• **Description of the task**:
Please find the lines in the entries below that contain the word "presets", and copy each one.
◇ ◇ ◇ ◇ ◇ ◇ ◇
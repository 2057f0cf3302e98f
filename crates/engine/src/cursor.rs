//! Caller-side position of one process instance.
//!
//! The engine is stateless; whoever drives an instance keeps its current node
//! somewhere. `Cursor` is the in-memory version of that bookkeeping. It moves
//! only when a step advances, so after a failed step it still points at the
//! node to retry.

use handlers::{EdgeRecord, NodeRecord, StepContext};
use serde::{Deserialize, Serialize};

use crate::executor::{Engine, StepOutcome};
use crate::EngineError;

#[derive(Debug, Clone, PartialEq, Eq, Serialize, Deserialize)]
pub struct Cursor {
    current: String,
    /// Nodes left behind, oldest first.
    history: Vec<String>,
}

impl Cursor {
    /// Start an instance at `entry`.
    pub fn new(entry: impl Into<String>) -> Self {
        Self {
            current: entry.into(),
            history: Vec::new(),
        }
    }

    pub fn current(&self) -> &str {
        &self.current
    }

    pub fn history(&self) -> &[String] {
        &self.history
    }

    /// Step the current node once and follow the transition, if any.
    pub async fn advance<'d, N: NodeRecord, E: EdgeRecord>(
        &mut self,
        engine: &Engine<'d, N, E>,
        ctx: &StepContext,
    ) -> Result<StepOutcome<'d, N, E>, EngineError> {
        let outcome = engine.step(&self.current, ctx).await?;
        if let StepOutcome::Advanced(transition) = &outcome {
            let previous = std::mem::replace(&mut self.current, transition.to.id().to_owned());
            self.history.push(previous);
        }
        Ok(outcome)
    }
}
//! Process definitions.
//!
//! A definition is supplied once by the hosting application and stays
//! read-only for the engine's lifetime. It is usually deserialised from the
//! JSON the application stores alongside the process template.

use handlers::{Edge, Node};
use serde::de::DeserializeOwned;
use serde::{Deserialize, Serialize};

use crate::graph::Graph;
use crate::EngineError;

/// The nodes and edges of one workflow template, in declaration order.
#[derive(Debug, Clone, PartialEq, Serialize, Deserialize)]
pub struct ProcessDefinition<N = Node, E = Edge> {
    pub nodes: Vec<N>,
    pub edges: Vec<E>,
}

impl<N, E> ProcessDefinition<N, E> {
    pub fn new(nodes: Vec<N>, edges: Vec<E>) -> Self {
        Self { nodes, edges }
    }
}

impl<N, E> Default for ProcessDefinition<N, E> {
    fn default() -> Self {
        Self {
            nodes: Vec::new(),
            edges: Vec::new(),
        }
    }
}

impl<N: DeserializeOwned, E: DeserializeOwned> ProcessDefinition<N, E> {
    pub fn from_json_str(json: &str) -> Result<Self, EngineError> {
        Ok(serde_json::from_str(json)?)
    }

    pub fn from_json_slice(json: &[u8]) -> Result<Self, EngineError> {
        Ok(serde_json::from_slice(json)?)
    }
}

impl<N: handlers::NodeRecord, E: handlers::EdgeRecord> ProcessDefinition<N, E> {
    /// Index this definition for traversal.
    pub fn graph(&self) -> Graph<'_, N, E> {
        Graph::new(self)
    }
}

#[cfg(test)]
mod tests {
    use super::*;
    use handlers::{EdgeRecord, NodeRecord};

    const LEAVE_PROCESS: &str = r#"{
        "nodes": [
            { "id": "leave_request",  "name": "Leave request",  "nodeType": "leave_request",  "node_extras": null },
            { "id": "leave_approval", "name": "Leave approval", "nodeType": "leave_approval", "node_extras": { "approvers": ["lead"] } },
            { "id": "leave_complete", "name": "Leave complete", "nodeType": "leave_complete" }
        ],
        "edges": [
            { "id": "approval_edge", "srcId": "leave_request",  "dstId": "leave_approval", "priority": 1, "line_type": "approval" },
            { "id": "complete_edge", "srcId": "leave_approval", "dstId": "leave_complete", "priority": 1, "line_type": "complete" }
        ]
    }"#;

    #[test]
    fn parses_stored_definition() {
        let def: ProcessDefinition = ProcessDefinition::from_json_str(LEAVE_PROCESS).expect("valid json");

        assert_eq!(def.nodes.len(), 3);
        assert_eq!(def.edges.len(), 2);
        assert_eq!(def.nodes[1].node_type(), "leave_approval");
        assert!(!def.nodes[1].extras().is_empty());
        assert!(def.nodes[2].extras().is_empty());
        assert_eq!(def.edges[1].edge_type(), "complete");
    }

    #[test]
    fn malformed_definition_is_reported() {
        let result: Result<ProcessDefinition, _> = ProcessDefinition::from_json_str(r#"{ "nodes": 3 }"#);
        assert!(matches!(result, Err(EngineError::Definition(_))));
    }
}
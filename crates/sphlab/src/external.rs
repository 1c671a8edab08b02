//! External force extension point.
//!
//! The solver accepts at most one external force, applied after pressure,
//! viscosity, and gravity in every step's force pass. Implementations add
//! into the force accumulators; they must not replace what is already
//! there.

use sphlab_core::ParticleView;

/// Per-step hook that adds custom forces to every particle.
pub trait ExternalForce {
    /// Add this force's contribution into `forces` (`[fx, fy, fz]`
    /// component slices, parallel to the view's arrays).
    fn accumulate(&mut self, particles: ParticleView<'_>, forces: [&mut [f32]; 3]);
}

impl<F> ExternalForce for F
where
    F: FnMut(ParticleView<'_>, [&mut [f32]; 3]),
{
    fn accumulate(&mut self, particles: ParticleView<'_>, forces: [&mut [f32]; 3]) {
        self(particles, forces)
    }
}

/// Centrifugal force about a vertical (y) axis, for rotating-tank scenes.
///
/// Each particle receives `m * omega^2 * r` directed radially outward from
/// the axis in the xz plane. A particle on the axis gets no force.
#[derive(Debug, Clone, Copy)]
pub struct CentrifugalForce {
    /// Point the rotation axis passes through; only x and z are used.
    pub center: [f32; 3],
    /// Angular speed (rad/s).
    pub angular_velocity: f32,
}

impl ExternalForce for CentrifugalForce {
    fn accumulate(&mut self, particles: ParticleView<'_>, forces: [&mut [f32]; 3]) {
        let [fx, _, fz] = forces;
        let omega_sq = self.angular_velocity * self.angular_velocity;
        for i in 0..particles.len() {
            let dx = particles.x[i] - self.center[0];
            let dz = particles.z[i] - self.center[2];
            let scale = particles.mass[i] * omega_sq;
            fx[i] += scale * dx;
            fz[i] += scale * dz;
        }
    }
}
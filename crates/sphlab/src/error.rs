//! Solver error taxonomy.

use std::fmt;

/// Errors surfaced by solver construction, injection, and registration.
///
/// Stepping itself never fails: numerical blowups stay observable through
/// the diagnostics rather than aborting the run.
#[derive(Debug, Clone, PartialEq, Eq)]
pub enum SolverError {
    /// A configuration, fluid definition, injection box, or obstacle failed
    /// validation. The message names the offending field.
    InvalidConfig(String),
    /// An injection would exceed the particle capacity. No particles were
    /// added.
    Capacity {
        /// Particles the injection would have created.
        requested: usize,
        /// Particles already live.
        active: usize,
        /// Hard particle limit from the configuration.
        capacity: usize,
    },
}

impl fmt::Display for SolverError {
    fn fmt(&self, f: &mut fmt::Formatter<'_>) -> fmt::Result {
        match self {
            SolverError::InvalidConfig(msg) => write!(f, "invalid configuration: {msg}"),
            SolverError::Capacity {
                requested,
                active,
                capacity,
            } => write!(
                f,
                "particle capacity exceeded: requested {requested} with {active} active \
                 (capacity {capacity})"
            ),
        }
    }
}

impl std::error::Error for SolverError {}
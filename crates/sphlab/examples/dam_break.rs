//! Classic dam break: a column of water collapses and spreads across the
//! tank floor. Headless; prints periodic stats.

use sphlab::{presets, SolverConfig, SolverError, SphSolver};

fn main() -> Result<(), SolverError> {
    tracing_subscriber::fmt::init();

    let config = SolverConfig {
        domain_size: [2.0, 1.0, 1.0],
        time_step: 0.0001,
        ..SolverConfig::default()
    };
    let mut solver = SphSolver::new(config)?;
    // 0.075 m^3 over 4800 particles: lattice spacing 0.025 = h/2.
    solver.add_fluid_box([0.0, 0.0, 0.0], [0.3, 0.5, 0.5], 4800, presets::water())?;

    solver.run_with(1.2, |solver, i| {
        if (i + 1) % 2000 == 0 {
            let stats = solver.stats();
            tracing::info!(
                t = stats.time,
                avg_density = stats.avg_density,
                max_speed = stats.max_speed,
                "progress"
            );
        }
    });

    let stats = solver.stats();
    tracing::info!(
        steps = stats.step,
        particles = stats.particles,
        "dam break finished"
    );
    Ok(())
}
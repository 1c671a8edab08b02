//! Read-only particle snapshots for renderers and exporters.

use serde::Serialize;
use sphlab_core::{FluidProperties, ParticleStore};

/// One frame of particle state, copied out of the solver.
///
/// Arrays are parallel per particle. Colors come from each particle's
/// fluid, so a renderer needs nothing but the snapshot. Serializes to
/// JSON for offline tooling.
#[derive(Debug, Clone, Serialize)]
pub struct ParticleSnapshot {
    /// Simulation time (seconds) the frame was taken at.
    pub time: f64,
    /// Step count at capture.
    pub step: u64,
    /// Particle positions.
    pub positions: Vec<[f32; 3]>,
    /// Particle velocities.
    pub velocities: Vec<[f32; 3]>,
    /// Particle densities.
    pub densities: Vec<f32>,
    /// Particle pressures.
    pub pressures: Vec<f32>,
    /// Per-particle RGB colors resolved from the fluid table.
    pub colors: Vec<[f32; 3]>,
    /// Per-particle index into the solver's fluid table, in injection
    /// order.
    pub fluid_ids: Vec<u32>,
}

impl ParticleSnapshot {
    pub(crate) fn capture(
        store: &ParticleStore,
        fluids: &[FluidProperties],
        time: f64,
        step: u64,
    ) -> Self {
        let n = store.len();
        let mut positions = Vec::with_capacity(n);
        let mut velocities = Vec::with_capacity(n);
        let mut colors = Vec::with_capacity(n);
        for i in 0..n {
            positions.push([store.x[i], store.y[i], store.z[i]]);
            velocities.push([store.vx[i], store.vy[i], store.vz[i]]);
            colors.push(fluids[store.fluid_id[i] as usize].color);
        }
        Self {
            time,
            step,
            positions,
            velocities,
            densities: store.density.clone(),
            pressures: store.pressure.clone(),
            colors,
            fluid_ids: store.fluid_id.clone(),
        }
    }

    /// Number of particles in the frame.
    pub fn len(&self) -> usize {
        self.positions.len()
    }

    /// `true` if the frame has no particles.
    pub fn is_empty(&self) -> bool {
        self.positions.is_empty()
    }
}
◇ ◇ ◇ ◇ ◇ ◇ ◇
• **Response area**:
use sphlab::{presets, SolverConfig, SolverError, SphSolver};
    solver.add_fluid_box([0.0, 0.0, 0.0], [0.3, 0.5, 0.5], 4800, presets::water())?;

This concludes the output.